Make an exact copy of the entries below.

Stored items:
"""

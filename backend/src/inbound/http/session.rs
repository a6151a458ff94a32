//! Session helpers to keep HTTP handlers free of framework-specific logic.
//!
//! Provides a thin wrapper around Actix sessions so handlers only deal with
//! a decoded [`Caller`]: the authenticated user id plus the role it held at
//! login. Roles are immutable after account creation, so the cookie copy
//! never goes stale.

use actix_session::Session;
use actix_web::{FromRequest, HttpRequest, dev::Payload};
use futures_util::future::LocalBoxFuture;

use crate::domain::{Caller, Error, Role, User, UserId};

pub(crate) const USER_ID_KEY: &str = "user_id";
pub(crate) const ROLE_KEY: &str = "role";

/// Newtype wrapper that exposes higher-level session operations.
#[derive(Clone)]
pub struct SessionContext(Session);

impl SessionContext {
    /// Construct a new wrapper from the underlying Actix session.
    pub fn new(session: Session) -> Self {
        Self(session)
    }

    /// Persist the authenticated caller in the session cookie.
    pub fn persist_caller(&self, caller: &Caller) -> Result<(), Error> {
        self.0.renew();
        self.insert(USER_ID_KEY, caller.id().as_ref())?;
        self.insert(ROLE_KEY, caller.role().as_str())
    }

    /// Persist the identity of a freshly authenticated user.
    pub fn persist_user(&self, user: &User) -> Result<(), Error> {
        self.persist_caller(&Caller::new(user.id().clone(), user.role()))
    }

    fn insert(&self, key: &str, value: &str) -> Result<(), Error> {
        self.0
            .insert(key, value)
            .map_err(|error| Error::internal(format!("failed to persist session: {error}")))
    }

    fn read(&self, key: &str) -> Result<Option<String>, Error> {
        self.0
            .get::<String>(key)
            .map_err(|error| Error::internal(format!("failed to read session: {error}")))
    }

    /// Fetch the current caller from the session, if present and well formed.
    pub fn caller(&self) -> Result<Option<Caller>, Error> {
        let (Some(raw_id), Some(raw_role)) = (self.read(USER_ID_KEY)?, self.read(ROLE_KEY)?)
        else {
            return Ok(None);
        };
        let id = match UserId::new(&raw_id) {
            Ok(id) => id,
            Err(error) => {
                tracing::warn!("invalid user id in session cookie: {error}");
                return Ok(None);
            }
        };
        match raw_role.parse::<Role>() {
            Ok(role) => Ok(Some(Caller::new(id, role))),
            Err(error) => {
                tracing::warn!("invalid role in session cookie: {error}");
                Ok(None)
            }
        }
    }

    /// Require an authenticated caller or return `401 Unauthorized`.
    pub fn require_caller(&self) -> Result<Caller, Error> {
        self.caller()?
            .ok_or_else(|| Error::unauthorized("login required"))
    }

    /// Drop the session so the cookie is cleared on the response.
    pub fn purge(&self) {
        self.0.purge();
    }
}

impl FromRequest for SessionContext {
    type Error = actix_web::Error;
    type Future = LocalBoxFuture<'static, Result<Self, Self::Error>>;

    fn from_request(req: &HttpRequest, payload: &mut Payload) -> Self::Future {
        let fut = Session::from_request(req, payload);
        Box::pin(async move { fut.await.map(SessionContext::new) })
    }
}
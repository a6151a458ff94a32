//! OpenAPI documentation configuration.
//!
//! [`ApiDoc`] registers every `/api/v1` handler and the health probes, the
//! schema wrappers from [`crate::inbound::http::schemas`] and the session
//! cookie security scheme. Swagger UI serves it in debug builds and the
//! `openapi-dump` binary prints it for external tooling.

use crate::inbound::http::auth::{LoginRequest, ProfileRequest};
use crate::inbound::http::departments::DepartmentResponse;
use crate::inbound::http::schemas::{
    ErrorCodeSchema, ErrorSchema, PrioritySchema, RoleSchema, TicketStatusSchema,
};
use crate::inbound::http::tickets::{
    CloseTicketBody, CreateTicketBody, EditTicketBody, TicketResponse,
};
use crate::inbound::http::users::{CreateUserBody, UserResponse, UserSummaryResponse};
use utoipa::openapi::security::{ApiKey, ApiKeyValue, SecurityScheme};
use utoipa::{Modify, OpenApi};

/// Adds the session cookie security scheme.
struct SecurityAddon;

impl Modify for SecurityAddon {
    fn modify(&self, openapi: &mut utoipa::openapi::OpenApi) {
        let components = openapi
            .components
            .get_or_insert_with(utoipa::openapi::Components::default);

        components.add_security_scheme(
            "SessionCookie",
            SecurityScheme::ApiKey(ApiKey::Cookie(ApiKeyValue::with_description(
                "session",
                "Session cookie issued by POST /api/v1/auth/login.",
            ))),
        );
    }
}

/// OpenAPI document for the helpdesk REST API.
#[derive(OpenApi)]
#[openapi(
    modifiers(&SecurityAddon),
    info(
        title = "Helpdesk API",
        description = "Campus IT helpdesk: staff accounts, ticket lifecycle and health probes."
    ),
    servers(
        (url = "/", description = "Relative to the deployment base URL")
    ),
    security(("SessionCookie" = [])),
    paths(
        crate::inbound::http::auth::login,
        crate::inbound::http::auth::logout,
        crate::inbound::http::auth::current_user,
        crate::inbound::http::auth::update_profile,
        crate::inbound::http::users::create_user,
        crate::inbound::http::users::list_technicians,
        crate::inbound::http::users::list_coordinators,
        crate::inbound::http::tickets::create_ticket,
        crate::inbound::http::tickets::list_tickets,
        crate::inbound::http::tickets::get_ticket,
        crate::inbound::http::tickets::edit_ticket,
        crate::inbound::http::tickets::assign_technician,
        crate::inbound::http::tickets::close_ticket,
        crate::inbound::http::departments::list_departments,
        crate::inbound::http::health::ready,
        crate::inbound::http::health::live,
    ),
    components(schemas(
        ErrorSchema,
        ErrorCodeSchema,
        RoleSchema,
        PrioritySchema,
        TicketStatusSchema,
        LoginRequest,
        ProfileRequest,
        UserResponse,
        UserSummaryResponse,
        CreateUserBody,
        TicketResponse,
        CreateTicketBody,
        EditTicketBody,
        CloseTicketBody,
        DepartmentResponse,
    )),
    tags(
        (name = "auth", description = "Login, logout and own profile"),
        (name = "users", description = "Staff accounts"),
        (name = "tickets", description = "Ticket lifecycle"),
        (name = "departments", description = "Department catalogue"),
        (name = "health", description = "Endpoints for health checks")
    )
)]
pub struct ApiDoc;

"""

- YOUR SOLUTION:
filename backend/src/inbound/http/session.rs
repository a6151a458ff94a32
//! Session helpers to keep HTTP handlers free of framework-specific logic.
//!
//! Provides a thin wrapper around Actix sessions so handlers only deal with
//! a decoded [`Caller`]: the authenticated user id plus the role it held at
//! login. Roles are immutable after account creation, so the cookie copy
//! never goes stale.

use actix_session::Session;
use actix_web::{FromRequest, HttpRequest, dev::Payload};
use futures_util::future::LocalBoxFuture;

use crate::domain::{Caller, Error, Role, User, UserId};

pub(crate) const USER_ID_KEY: &str = "user_id";
pub(crate) const ROLE_KEY: &str = "role";

/// Newtype wrapper that exposes higher-level session operations.
#[derive(Clone)]
pub struct SessionContext(Session);

impl SessionContext {
    /// Construct a new wrapper from the underlying Actix session.
    pub fn new(session: Session) -> Self {
        Self(session)
    }

    /// Persist the authenticated caller in the session cookie.
    pub fn persist_caller(&self, caller: &Caller) -> Result<(), Error> {
        self.0.renew();
        self.insert(USER_ID_KEY, caller.id().as_ref())?;
        self.insert(ROLE_KEY, caller.role().as_str())
    }

    /// Persist the identity of a freshly authenticated user.
    pub fn persist_user(&self, user: &User) -> Result<(), Error> {
        self.persist_caller(&Caller::new(user.id().clone(), user.role()))
    }

    fn insert(&self, key: &str, value: &str) -> Result<(), Error> {
        self.0
            .insert(key, value)
            .map_err(|error| Error::internal(format!("failed to persist session: {error}")))
    }

    fn read(&self, key: &str) -> Result<Option<String>, Error> {
        self.0
            .get::<String>(key)
            .map_err(|error| Error::internal(format!("failed to read session: {error}")))
    }

    /// Fetch the current caller from the session, if present and well formed.
    pub fn caller(&self) -> Result<Option<Caller>, Error> {
        let (Some(raw_id), Some(raw_role)) = (self.read(USER_ID_KEY)?, self.read(ROLE_KEY)?)
        else {
            return Ok(None);
        };
        let id = match UserId::new(&raw_id) {
            Ok(id) => id,
            Err(error) => {
                tracing::warn!("invalid user id in session cookie: {error}");
                return Ok(None);
            }
        };
        match raw_role.parse::<Role>() {
            Ok(role) => Ok(Some(Caller::new(id, role))),
            Err(error) => {
                tracing::warn!("invalid role in session cookie: {error}");
                Ok(None)
            }
        }
    }

    /// Require an authenticated caller or return `401 Unauthorized`.
    pub fn require_caller(&self) -> Result<Caller, Error> {
        self.caller()?
            .ok_or_else(|| Error::unauthorized("login required"))
    }

    /// Drop the session so the cookie is cleared on the response.
    pub fn purge(&self) {
        self.0.purge();
    }
}

impl FromRequest for SessionContext {
    type Error = actix_web::Error;
    type Future = LocalBoxFuture<'static, Result<Self, Self::Error>>;

    fn from_request(req: &HttpRequest, payload: &mut Payload) -> Self::Future {
        let fut = Session::from_request(req, payload);
        Box::pin(async move { fut.await.map(SessionContext::new) })
    }
}
repository a6151a458ff94a32
//! OpenAPI documentation configuration.
//!
//! [`ApiDoc`] registers every `/api/v1` handler and the health probes, the
//! schema wrappers from [`crate::inbound::http::schemas`] and the session
//! cookie security scheme. Swagger UI serves it in debug builds and the
//! `openapi-dump` binary prints it for external tooling.

use crate::inbound::http::auth::{LoginRequest, ProfileRequest};
use crate::inbound::http::departments::DepartmentResponse;
use crate::inbound::http::schemas::{
    ErrorCodeSchema, ErrorSchema, PrioritySchema, RoleSchema, TicketStatusSchema,
};
use crate::inbound::http::tickets::{
    CloseTicketBody, CreateTicketBody, EditTicketBody, TicketResponse,
};
use crate::inbound::http::users::{CreateUserBody, UserResponse, UserSummaryResponse};
use utoipa::openapi::security::{ApiKey, ApiKeyValue, SecurityScheme};
use utoipa::{Modify, OpenApi};

/// Adds the session cookie security scheme.
struct SecurityAddon;

impl Modify for SecurityAddon {
    fn modify(&self, openapi: &mut utoipa::openapi::OpenApi) {
        let components = openapi
            .components
            .get_or_insert_with(utoipa::openapi::Components::default);

        components.add_security_scheme(
            "SessionCookie",
            SecurityScheme::ApiKey(ApiKey::Cookie(ApiKeyValue::with_description(
                "session",
                "Session cookie issued by POST /api/v1/auth/login.",
            ))),
        );
    }
}

/// OpenAPI document for the helpdesk REST API.
#[derive(OpenApi)]
#[openapi(
    modifiers(&SecurityAddon),
    info(
        title = "Helpdesk API",
        description = "Campus IT helpdesk: staff accounts, ticket lifecycle and health probes."
    ),
    servers(
        (url = "/", description = "Relative to the deployment base URL")
    ),
    security(("SessionCookie" = [])),
    paths(
        crate::inbound::http::auth::login,
        crate::inbound::http::auth::logout,
        crate::inbound::http::auth::current_user,
        crate::inbound::http::auth::update_profile,
        crate::inbound::http::users::create_user,
        crate::inbound::http::users::list_technicians,
        crate::inbound::http::users::list_coordinators,
        crate::inbound::http::tickets::create_ticket,
        crate::inbound::http::tickets::list_tickets,
        crate::inbound::http::tickets::get_ticket,
        crate::inbound::http::tickets::edit_ticket,
        crate::inbound::http::tickets::assign_technician,
        crate::inbound::http::tickets::close_ticket,
        crate::inbound::http::departments::list_departments,
        crate::inbound::http::health::ready,
        crate::inbound::http::health::live,
    ),
    components(schemas(
        ErrorSchema,
        ErrorCodeSchema,
        RoleSchema,
        PrioritySchema,
        TicketStatusSchema,
        LoginRequest,
        ProfileRequest,
        UserResponse,
        UserSummaryResponse,
        CreateUserBody,
        TicketResponse,
        CreateTicketBody,
        EditTicketBody,
        CloseTicketBody,
        DepartmentResponse,
    )),
    tags(
        (name = "auth", description = "Login, logout and own profile"),
        (name = "users", description = "Staff accounts"),
        (name = "tickets", description = "Ticket lifecycle"),
        (name = "departments", description = "Department catalogue"),
        (name = "health", description = "Endpoints for health checks")
    )
)]
pub struct ApiDoc;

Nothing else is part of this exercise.